They may be facing extinction in the electric-transport revolution, but one benefit of cars with internal combustion engines is that they are easy and quick to refuel, so travelling a long way in one is rarely a problem. Not so for their successors. In the absence of universal standards, electric cars come with a variety of charging systems and different sorts of cables and sockets. Extended journeys therefore need careful planning to make sure that the battery is fully charged at the start and that compatible fast-charging stations are available en route.


It would be much more convenient if electric cars could be recharged wirelessly. Some electric toothbrushes and other small devices, such as mobile phones, can already be topped up in this way using a process called electromagnetic induction. This employs an alternating mains current flowing through a coil to create a varying magnetic field, which then generates another current in a second coil placed alongside it according to principles elucidated in the 19th century by Michael Faraday. The device containing the second coil then converts the transmitted power into direct current, which is used to recharge a battery.

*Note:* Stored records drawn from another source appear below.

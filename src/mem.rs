//! Raw memory helpers: bulk copy, compare, fill, and explicit release.
//!
//! These are thin pass-throughs to the engine's byte primitives. Extents
//! are checked against both regions before touching memory — the native
//! convention leaves oversized extents to overrun, which a memory-safe
//! rendition reports as an error instead.

use std::cmp::Ordering;

use crate::buffer::{CBuffer, Ownership};
use crate::engine;
use crate::error::{InteropError, InteropResult};

/// Byte regions usable as a copy source or comparison operand: a native
/// handle or a raw host byte slice.
pub trait AsByteRegion {
    /// Pointer to the first byte of the region
    fn region_ptr(&self) -> *const u8;
    /// Length of the region in bytes
    fn region_len(&self) -> usize;
}

impl AsByteRegion for CBuffer {
    fn region_ptr(&self) -> *const u8 {
        self.as_ptr()
    }

    fn region_len(&self) -> usize {
        self.byte_len()
    }
}

impl AsByteRegion for [u8] {
    fn region_ptr(&self) -> *const u8 {
        self.as_ptr()
    }

    fn region_len(&self) -> usize {
        self.len()
    }
}

/// Copy `size` bytes from `source` into `target`.
///
/// `source` may be a native handle or a host byte slice. The regions must
/// not overlap.
pub fn copy_bytes<S>(target: &mut CBuffer, source: &S, size: usize) -> InteropResult<()>
where
    S: AsByteRegion + ?Sized,
{
    check_extent(size, target.byte_len())?;
    check_extent(size, source.region_len())?;
    // Safety: both extents were checked against their regions.
    unsafe { engine::copy(target.as_mut_ptr(), source.region_ptr(), size) };
    Ok(())
}

/// Compare `size` bytes of `a` and `b`
pub fn compare_bytes<A, B>(a: &A, b: &B, size: usize) -> InteropResult<Ordering>
where
    A: AsByteRegion + ?Sized,
    B: AsByteRegion + ?Sized,
{
    check_extent(size, a.region_len())?;
    check_extent(size, b.region_len())?;
    // Safety: both extents were checked against their regions.
    Ok(unsafe { engine::compare(a.region_ptr(), b.region_ptr(), size) })
}

/// Fill `size` bytes of `target` with `byte`
pub fn fill_bytes(target: &mut CBuffer, byte: u8, size: usize) -> InteropResult<()> {
    check_extent(size, target.byte_len())?;
    // Safety: the extent was checked against the region.
    unsafe { engine::fill(target.as_mut_ptr(), byte, size) };
    Ok(())
}

/// Explicitly release each handle's region, regardless of ownership.
///
/// Element regions kept alive by a handle (string-array elements) are
/// released with it. Because handles are consumed by value, releasing the
/// same handle twice is unrepresentable — the double-free the native
/// convention leaves undefined cannot be written in safe code.
///
/// The caller must guarantee no other handle aliases a released region
/// ([`CBuffer::addr_of`] cells keep only an address, so releasing them is
/// always safe; dereferencing their stored address afterwards is not).
pub fn release<I>(handles: I)
where
    I: IntoIterator<Item = CBuffer>,
{
    for handle in handles {
        release_one(handle);
    }
}

fn release_one(mut handle: CBuffer) {
    for child in std::mem::take(&mut handle.keepalive) {
        release_one(child);
    }
    if handle.ownership == Ownership::Borrowed {
        // Safety: release takes the handle by value, so this region can
        // never be freed through it again; the caller guarantees it is
        // not owned elsewhere.
        unsafe { engine::dealloc(handle.ptr) };
    }
    // Owned regions are freed by Drop right here.
}

fn check_extent(requested: usize, available: usize) -> InteropResult<()> {
    if requested > available {
        return Err(InteropError::SizeExceedsRegion {
            requested,
            available,
        });
    }
    Ok(())
}

#[cfg(test)]
mod tests {
    use super::*;

    #[test]
    fn test_copy_from_slice() {
        let mut buf = CBuffer::uint8_array(&[0; 4]).unwrap();
        copy_bytes(&mut buf, b"abcd".as_slice(), 4).unwrap();
        assert_eq!(buf.bytes(), b"abcd");
    }

    #[test]
    fn test_copy_from_handle() {
        let src = CBuffer::string("hi").unwrap();
        let mut dst = CBuffer::uint8_array(&[0; 3]).unwrap();
        copy_bytes(&mut dst, &src, 3).unwrap();
        assert_eq!(dst.bytes(), b"hi\0");
    }

    #[test]
    fn test_copy_extent_is_checked() {
        let mut buf = CBuffer::uint8_array(&[0; 2]).unwrap();
        let err = copy_bytes(&mut buf, b"abcd".as_slice(), 4).unwrap_err();
        assert_eq!(
            err,
            InteropError::SizeExceedsRegion {
                requested: 4,
                available: 2
            }
        );
    }

    #[test]
    fn test_compare() {
        let a = CBuffer::string("abc").unwrap();
        let b = CBuffer::string("abd").unwrap();
        assert_eq!(compare_bytes(&a, &a, 4).unwrap(), Ordering::Equal);
        assert_eq!(compare_bytes(&a, &b, 3).unwrap(), Ordering::Less);
        assert_eq!(compare_bytes(&b, &a, 3).unwrap(), Ordering::Greater);
        // A host byte slice works as either operand.
        assert_eq!(
            compare_bytes(&a, b"abc\0".as_slice(), 4).unwrap(),
            Ordering::Equal
        );
    }

    #[test]
    fn test_fill() {
        let mut buf = CBuffer::uint8_array(&[1, 2, 3, 4]).unwrap();
        fill_bytes(&mut buf, 0, 2).unwrap();
        assert_eq!(buf.bytes(), &[0, 0, 3, 4]);

        assert!(fill_bytes(&mut buf, 0, 5).is_err());
    }

    #[test]
    fn test_release_owned_and_borrowed() {
        let owned = CBuffer::int32(1).unwrap();
        let borrowed =
            CBuffer::scalar(crate::Primitive::I32, 2i32, Ownership::Borrowed).unwrap();
        release([owned, borrowed]);
    }

    #[test]
    fn test_release_string_array_releases_elements() {
        let array = CBuffer::string_array_with(&["a", "b"], Ownership::Borrowed).unwrap();
        assert_eq!(array.retained().len(), 2);
        release([array]);
    }
}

WiTricity is working with a number of carmakers and sold its first commercial system in 2018 to bmw, which fits it to some of its 530e hybrid cars. Alex Gruzen, WiTricity’s boss, expects further developments soon. He says the arrangement can transmit power from the grid to the car’s battery with an efficiency of up to 93%, which is similar to that achieved by a plug-in system. Nor does a car’s receiving coil have to be positioned directly above the charging pad on the ground—a useful feature of resonating coils being that they do not have to be so closely aligned to transmit power.


As to how much power can be transferred, and how quickly, this is a question of cost and design. For most uses at home, a wireless charger of 11 kilowatts might suffice. That would provide around 50km of range per hour of charging and cost around $2,000, says Mr Gruzen. At this price, he says, a wireless system would be competitive with plug-in home-charging units.


Another advantage of wireless recharging is what Mr Gruzen calls “power snacking”. This is topping up the battery when a car is stationary for a short time. The company provides systems to recharge taxis in this way while they wait in line, and to do the same for electric buses at bus stops. It is also possible to charge vehicles while they are on the move. That might make sense in places where vehicles often queue up, such as at airports, but Mr Gruzen does not think digging up motorways to install a charging lane is a realistic proposition.


Wireless recharging of electric trucks is also coming. In February, a team led by Omer Onar at the Oak Ridge National Laboratory, in Tennessee, demonstrated a 20 kilowatt set-up that thus takes three hours to recharge the 60-kilowatt-hour battery pack in a hybrid ups delivery truck. The team have also developed a 120 kilowatt fast-charger, which Dr Onar says would be capable of wirelessly charging electric cars at a similar rate to a Tesla Supercharger, one of the fastest plug-in systems available.